■ What you need to do
The lines to reproduce from the material below are those from the one containing "pub fn bins(&self)" through the one containing "for (out, filter)", both included; write them out exactly and add nothing.

● ● ● ● ●

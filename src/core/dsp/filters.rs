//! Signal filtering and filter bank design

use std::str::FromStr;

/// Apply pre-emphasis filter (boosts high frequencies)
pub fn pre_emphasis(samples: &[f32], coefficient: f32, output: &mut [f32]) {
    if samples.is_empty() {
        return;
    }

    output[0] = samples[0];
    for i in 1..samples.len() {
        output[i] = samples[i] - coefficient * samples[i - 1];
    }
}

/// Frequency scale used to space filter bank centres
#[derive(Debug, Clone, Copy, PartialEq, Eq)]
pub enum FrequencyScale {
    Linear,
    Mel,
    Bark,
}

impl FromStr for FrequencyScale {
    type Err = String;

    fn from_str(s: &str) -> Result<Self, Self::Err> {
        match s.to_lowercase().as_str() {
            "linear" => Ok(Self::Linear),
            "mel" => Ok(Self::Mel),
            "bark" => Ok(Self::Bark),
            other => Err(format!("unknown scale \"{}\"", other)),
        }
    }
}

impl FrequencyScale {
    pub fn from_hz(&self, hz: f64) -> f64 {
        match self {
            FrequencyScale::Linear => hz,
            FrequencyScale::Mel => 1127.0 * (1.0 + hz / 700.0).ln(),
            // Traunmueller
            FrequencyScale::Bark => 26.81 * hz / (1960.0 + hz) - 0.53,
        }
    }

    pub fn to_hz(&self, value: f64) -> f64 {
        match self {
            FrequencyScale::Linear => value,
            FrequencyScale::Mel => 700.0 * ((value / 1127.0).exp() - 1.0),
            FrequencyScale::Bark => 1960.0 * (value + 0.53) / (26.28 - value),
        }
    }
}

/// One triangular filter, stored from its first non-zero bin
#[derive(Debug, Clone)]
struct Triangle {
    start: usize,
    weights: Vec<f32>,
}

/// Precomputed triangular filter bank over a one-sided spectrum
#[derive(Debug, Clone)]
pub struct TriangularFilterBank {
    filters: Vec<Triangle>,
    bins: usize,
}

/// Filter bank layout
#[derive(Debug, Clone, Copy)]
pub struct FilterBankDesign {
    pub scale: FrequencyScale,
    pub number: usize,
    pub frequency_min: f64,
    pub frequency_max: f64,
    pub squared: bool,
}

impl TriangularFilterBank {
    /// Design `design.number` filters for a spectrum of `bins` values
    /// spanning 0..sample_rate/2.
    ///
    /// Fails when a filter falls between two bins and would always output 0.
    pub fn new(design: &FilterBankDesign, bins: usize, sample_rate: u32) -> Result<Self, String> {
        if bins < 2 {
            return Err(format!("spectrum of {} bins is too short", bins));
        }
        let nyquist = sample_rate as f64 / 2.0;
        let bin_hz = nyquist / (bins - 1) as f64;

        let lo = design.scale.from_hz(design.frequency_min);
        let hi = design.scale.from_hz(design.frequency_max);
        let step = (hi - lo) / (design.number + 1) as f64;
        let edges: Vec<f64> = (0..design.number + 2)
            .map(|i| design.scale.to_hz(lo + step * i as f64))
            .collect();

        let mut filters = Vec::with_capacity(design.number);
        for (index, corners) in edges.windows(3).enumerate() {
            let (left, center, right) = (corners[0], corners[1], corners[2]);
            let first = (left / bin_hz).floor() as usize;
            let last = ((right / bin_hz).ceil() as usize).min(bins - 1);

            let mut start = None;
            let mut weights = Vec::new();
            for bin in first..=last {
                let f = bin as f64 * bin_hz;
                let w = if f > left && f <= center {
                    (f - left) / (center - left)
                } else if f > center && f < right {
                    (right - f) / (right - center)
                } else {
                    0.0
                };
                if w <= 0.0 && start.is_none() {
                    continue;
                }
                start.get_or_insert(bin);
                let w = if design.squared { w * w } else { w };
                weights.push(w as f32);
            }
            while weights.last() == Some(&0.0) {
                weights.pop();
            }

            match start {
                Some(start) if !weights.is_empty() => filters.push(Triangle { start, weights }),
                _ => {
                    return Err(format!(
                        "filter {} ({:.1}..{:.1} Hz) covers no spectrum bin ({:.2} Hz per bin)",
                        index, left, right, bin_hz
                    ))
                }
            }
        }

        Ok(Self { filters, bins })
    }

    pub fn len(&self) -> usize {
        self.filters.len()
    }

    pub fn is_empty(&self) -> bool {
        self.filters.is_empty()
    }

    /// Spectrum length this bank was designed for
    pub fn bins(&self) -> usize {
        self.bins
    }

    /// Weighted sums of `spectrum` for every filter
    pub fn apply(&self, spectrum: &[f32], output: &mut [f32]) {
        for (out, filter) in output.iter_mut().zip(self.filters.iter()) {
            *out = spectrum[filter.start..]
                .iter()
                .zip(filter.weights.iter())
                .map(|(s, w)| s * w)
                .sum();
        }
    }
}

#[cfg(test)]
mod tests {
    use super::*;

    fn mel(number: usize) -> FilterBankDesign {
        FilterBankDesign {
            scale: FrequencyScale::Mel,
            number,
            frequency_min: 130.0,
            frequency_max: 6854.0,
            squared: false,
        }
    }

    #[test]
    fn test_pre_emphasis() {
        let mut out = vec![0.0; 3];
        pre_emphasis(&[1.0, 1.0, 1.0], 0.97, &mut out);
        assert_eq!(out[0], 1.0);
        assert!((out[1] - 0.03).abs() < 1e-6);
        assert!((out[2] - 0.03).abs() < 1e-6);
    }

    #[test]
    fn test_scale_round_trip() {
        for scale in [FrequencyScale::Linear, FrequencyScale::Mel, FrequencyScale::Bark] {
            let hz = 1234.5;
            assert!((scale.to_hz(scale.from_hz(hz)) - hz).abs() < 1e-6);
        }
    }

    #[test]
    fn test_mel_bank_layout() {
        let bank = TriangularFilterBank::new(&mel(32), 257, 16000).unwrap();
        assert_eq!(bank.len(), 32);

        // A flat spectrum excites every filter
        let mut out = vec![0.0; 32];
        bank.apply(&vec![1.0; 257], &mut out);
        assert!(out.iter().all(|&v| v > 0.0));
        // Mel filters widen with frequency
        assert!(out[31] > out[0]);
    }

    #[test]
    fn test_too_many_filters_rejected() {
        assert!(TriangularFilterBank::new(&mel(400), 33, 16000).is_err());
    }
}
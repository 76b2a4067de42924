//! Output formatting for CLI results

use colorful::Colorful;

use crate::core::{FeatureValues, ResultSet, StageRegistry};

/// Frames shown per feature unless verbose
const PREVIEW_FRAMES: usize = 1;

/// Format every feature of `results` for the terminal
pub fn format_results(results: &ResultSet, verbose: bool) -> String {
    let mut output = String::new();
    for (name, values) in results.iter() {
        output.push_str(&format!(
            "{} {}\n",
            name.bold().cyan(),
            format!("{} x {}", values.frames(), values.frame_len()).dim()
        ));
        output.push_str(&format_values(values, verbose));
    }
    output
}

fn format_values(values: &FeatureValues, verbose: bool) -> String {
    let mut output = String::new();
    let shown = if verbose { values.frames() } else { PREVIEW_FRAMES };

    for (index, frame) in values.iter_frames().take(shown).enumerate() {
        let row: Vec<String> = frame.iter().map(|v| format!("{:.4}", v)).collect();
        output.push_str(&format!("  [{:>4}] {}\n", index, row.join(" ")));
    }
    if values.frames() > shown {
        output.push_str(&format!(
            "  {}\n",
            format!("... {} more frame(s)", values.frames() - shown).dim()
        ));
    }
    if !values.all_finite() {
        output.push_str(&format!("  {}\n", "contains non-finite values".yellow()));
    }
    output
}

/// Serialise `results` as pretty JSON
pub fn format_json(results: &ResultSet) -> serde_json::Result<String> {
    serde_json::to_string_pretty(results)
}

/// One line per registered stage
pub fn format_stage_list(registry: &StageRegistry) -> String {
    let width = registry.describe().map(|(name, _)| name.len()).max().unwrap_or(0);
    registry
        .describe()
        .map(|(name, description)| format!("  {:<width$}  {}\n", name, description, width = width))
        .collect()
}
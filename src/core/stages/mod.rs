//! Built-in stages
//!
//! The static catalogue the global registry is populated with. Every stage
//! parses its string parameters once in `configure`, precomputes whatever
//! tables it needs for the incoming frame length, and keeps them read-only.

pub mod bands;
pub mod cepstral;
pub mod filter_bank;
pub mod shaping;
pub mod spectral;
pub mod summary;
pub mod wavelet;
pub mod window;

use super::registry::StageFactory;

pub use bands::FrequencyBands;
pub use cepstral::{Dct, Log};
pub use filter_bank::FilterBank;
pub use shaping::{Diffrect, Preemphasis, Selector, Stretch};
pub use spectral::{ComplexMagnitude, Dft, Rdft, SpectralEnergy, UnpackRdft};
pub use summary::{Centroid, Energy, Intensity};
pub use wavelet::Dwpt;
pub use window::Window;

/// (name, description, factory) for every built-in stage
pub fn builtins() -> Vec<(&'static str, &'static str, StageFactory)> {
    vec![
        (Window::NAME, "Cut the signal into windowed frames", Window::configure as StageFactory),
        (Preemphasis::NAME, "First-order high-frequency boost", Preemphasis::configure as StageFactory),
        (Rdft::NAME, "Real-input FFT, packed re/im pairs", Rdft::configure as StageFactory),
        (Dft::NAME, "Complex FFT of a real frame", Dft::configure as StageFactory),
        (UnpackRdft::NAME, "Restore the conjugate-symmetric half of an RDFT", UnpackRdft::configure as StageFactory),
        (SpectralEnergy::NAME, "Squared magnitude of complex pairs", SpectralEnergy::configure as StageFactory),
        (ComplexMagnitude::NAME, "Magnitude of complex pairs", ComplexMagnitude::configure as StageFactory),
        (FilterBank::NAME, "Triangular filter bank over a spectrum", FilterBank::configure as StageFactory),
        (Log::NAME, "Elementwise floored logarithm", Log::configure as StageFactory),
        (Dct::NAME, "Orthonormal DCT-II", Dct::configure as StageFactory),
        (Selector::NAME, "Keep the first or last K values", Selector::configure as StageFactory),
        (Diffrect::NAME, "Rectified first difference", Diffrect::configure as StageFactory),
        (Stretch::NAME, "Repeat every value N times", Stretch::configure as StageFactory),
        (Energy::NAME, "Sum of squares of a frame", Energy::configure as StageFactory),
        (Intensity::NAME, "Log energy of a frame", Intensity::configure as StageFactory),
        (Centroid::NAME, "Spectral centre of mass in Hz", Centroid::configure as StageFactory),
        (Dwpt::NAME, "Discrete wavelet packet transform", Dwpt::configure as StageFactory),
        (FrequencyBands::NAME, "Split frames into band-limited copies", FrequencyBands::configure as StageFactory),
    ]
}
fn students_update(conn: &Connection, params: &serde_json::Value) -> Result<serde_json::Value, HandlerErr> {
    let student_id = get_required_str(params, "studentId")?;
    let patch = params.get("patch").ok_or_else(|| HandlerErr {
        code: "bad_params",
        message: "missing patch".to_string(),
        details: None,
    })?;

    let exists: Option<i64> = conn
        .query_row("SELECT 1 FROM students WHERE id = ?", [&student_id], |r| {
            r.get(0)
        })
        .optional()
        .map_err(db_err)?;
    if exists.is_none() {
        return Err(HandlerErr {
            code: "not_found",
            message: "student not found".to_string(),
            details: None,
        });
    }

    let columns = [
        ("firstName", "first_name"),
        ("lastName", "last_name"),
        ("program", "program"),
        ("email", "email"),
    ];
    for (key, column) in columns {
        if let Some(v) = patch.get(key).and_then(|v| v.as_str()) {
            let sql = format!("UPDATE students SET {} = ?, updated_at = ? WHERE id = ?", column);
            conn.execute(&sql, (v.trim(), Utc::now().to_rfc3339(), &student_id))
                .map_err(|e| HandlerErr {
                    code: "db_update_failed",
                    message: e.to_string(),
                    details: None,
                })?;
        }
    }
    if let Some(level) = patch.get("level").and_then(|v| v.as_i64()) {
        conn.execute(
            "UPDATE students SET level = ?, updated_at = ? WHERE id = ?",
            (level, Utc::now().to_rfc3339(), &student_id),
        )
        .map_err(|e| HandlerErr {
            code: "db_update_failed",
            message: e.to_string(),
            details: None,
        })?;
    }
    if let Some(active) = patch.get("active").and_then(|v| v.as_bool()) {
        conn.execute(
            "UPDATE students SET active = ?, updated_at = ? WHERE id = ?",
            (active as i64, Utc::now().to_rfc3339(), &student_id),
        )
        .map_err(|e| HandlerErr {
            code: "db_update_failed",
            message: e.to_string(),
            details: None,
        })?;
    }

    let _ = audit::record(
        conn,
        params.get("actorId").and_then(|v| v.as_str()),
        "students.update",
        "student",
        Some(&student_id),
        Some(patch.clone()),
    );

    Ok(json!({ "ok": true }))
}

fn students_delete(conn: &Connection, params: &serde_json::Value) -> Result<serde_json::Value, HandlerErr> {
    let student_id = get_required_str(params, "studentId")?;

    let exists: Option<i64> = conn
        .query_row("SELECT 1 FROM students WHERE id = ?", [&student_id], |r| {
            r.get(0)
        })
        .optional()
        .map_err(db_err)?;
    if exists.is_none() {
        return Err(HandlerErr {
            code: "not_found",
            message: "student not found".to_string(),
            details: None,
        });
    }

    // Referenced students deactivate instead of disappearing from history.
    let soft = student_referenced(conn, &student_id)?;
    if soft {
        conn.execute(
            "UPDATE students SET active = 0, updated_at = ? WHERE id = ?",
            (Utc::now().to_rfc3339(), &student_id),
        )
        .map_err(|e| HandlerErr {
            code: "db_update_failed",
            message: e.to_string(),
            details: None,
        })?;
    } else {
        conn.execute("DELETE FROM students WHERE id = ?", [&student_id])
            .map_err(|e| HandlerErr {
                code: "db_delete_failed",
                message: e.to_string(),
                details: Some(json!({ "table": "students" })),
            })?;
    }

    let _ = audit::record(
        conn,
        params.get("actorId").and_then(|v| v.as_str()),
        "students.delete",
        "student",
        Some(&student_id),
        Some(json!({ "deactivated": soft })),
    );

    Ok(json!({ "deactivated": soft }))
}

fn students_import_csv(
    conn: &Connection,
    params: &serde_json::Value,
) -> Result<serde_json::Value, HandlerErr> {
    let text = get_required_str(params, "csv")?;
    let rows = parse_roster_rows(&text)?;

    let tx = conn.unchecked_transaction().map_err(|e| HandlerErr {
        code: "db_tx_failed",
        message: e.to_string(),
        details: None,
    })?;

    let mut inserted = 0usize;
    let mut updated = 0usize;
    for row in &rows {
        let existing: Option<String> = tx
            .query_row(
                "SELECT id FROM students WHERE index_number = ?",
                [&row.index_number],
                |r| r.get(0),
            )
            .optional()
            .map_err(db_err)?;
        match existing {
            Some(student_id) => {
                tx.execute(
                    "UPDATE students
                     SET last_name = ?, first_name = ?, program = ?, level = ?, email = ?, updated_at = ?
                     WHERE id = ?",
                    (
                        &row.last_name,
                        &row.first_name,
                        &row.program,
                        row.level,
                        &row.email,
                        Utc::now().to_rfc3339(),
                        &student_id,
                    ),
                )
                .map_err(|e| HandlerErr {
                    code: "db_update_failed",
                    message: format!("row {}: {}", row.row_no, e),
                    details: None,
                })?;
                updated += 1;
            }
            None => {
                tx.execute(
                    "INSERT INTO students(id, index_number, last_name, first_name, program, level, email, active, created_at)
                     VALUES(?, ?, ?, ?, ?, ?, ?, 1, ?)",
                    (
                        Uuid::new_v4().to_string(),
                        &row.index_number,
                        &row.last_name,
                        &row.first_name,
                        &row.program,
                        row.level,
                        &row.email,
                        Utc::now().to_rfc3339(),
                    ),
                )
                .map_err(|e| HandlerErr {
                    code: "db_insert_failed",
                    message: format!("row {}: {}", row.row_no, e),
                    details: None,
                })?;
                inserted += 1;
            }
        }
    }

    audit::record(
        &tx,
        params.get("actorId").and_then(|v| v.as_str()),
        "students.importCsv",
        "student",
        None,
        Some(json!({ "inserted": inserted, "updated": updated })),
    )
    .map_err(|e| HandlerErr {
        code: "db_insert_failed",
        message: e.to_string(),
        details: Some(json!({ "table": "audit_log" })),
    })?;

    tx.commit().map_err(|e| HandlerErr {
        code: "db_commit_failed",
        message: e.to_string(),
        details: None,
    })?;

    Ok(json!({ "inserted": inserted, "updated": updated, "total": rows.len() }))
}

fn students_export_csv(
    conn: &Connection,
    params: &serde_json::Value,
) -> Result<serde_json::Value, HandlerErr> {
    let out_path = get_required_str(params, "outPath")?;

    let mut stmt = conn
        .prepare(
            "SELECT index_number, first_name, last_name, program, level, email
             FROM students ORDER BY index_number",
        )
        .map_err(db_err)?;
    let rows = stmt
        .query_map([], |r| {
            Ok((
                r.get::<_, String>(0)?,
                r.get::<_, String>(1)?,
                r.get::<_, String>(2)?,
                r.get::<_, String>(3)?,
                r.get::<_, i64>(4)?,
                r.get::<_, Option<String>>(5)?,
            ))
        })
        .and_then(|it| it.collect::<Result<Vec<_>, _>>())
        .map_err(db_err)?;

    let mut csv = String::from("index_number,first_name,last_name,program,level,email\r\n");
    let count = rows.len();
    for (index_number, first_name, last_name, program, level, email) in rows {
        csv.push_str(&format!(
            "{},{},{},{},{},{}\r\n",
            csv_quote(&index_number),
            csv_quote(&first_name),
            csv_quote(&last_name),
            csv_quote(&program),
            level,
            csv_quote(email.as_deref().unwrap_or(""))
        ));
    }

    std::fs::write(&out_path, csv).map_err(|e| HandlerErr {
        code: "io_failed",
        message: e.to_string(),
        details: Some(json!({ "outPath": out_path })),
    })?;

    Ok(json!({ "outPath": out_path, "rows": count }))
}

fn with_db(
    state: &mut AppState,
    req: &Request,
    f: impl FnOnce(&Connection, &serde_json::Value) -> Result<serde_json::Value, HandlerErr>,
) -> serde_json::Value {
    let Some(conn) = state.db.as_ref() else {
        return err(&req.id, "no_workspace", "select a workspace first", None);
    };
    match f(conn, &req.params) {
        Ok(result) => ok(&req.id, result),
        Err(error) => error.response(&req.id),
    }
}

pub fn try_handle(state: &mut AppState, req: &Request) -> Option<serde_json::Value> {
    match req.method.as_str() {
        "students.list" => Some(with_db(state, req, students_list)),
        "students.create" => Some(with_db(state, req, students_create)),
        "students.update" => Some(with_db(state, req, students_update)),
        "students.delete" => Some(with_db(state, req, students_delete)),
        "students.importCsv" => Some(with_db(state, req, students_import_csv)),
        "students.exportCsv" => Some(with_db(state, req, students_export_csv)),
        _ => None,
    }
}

● ● ● ● ●

■ Exercise output
    pub fn bins(&self) -> usize {
        self.bins
    }

    /// Weighted sums of `spectrum` for every filter
    pub fn apply(&self, spectrum: &[f32], output: &mut [f32]) {
        for (out, filter) in output.iter_mut().zip(self.filters.iter()) {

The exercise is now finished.